Try it: Below are entries. Pull out all lines containing "controls".

Source data below:

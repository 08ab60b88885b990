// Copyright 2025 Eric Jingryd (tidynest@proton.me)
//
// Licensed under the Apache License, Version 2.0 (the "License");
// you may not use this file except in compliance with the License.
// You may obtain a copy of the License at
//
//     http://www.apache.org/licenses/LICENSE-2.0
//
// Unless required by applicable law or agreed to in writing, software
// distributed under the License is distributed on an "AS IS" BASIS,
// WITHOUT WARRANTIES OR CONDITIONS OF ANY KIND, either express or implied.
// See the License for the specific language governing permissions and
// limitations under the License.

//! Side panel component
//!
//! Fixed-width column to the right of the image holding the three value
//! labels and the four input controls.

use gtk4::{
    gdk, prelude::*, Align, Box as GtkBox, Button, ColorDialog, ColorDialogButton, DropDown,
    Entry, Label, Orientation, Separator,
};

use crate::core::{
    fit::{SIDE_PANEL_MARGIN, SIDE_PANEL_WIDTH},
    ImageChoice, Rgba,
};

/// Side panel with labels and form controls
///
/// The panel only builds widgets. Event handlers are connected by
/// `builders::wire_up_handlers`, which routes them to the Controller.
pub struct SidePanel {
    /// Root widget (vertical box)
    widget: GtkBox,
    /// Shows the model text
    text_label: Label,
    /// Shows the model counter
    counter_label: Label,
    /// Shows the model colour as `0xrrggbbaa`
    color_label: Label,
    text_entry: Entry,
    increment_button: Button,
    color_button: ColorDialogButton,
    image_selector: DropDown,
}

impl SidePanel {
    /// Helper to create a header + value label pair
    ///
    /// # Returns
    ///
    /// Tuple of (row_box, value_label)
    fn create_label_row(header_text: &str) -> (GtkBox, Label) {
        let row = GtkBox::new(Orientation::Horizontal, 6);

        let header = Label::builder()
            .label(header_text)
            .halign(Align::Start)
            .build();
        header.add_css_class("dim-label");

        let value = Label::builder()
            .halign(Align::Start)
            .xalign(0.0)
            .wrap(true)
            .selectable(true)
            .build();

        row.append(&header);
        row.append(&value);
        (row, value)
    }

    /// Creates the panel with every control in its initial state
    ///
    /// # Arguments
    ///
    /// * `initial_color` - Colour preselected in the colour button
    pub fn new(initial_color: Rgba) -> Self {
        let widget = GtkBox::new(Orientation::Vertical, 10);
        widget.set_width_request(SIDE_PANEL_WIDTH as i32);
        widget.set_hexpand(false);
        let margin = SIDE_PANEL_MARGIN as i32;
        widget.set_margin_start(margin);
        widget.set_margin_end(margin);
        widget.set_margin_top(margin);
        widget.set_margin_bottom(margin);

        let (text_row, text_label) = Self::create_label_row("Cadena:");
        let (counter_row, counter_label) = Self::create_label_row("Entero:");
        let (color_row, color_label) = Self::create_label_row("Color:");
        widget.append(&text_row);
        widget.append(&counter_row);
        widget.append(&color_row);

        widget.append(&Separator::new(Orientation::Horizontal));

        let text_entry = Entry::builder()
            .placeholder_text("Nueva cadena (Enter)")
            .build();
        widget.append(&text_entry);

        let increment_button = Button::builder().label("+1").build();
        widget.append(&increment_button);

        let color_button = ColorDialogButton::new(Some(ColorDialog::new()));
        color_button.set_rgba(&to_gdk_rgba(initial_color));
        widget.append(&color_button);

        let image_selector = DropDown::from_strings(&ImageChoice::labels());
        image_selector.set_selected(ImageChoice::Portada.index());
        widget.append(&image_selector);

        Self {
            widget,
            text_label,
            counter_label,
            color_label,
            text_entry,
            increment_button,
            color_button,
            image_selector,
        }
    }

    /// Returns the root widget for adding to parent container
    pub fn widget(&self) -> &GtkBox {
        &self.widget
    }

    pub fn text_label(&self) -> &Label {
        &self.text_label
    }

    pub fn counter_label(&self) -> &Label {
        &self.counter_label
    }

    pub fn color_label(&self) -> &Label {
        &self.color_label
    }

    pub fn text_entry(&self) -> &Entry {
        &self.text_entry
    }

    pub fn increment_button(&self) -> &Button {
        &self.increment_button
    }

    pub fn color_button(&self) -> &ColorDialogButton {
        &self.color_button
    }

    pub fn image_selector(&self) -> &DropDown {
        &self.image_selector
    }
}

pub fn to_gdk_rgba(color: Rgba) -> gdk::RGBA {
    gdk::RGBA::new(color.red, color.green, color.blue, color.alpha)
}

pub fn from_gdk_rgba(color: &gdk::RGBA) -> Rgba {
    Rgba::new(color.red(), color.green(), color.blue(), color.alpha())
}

End of Source data.
Source data below:

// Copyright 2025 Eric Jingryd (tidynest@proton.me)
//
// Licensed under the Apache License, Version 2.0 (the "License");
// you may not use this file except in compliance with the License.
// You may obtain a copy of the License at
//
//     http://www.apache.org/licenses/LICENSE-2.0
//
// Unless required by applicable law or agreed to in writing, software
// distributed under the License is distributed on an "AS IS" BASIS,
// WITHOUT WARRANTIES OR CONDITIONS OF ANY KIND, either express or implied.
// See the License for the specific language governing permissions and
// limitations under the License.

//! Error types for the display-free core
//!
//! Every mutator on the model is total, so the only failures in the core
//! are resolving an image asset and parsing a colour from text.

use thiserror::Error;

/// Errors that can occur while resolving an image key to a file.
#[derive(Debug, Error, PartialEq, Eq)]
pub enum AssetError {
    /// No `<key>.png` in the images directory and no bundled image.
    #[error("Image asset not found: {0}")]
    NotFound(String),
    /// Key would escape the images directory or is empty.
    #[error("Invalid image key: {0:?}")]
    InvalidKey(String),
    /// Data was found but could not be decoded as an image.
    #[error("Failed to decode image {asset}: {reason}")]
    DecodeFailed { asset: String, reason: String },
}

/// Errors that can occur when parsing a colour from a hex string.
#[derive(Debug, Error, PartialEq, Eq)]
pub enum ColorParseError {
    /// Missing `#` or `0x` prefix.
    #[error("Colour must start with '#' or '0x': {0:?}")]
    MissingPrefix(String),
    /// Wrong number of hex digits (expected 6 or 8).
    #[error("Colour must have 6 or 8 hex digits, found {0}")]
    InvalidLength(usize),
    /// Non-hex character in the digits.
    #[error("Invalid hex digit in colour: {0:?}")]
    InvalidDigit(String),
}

End of Source data.

Solved problem:
//! labels and the four input controls.
/// Side panel with labels and form controls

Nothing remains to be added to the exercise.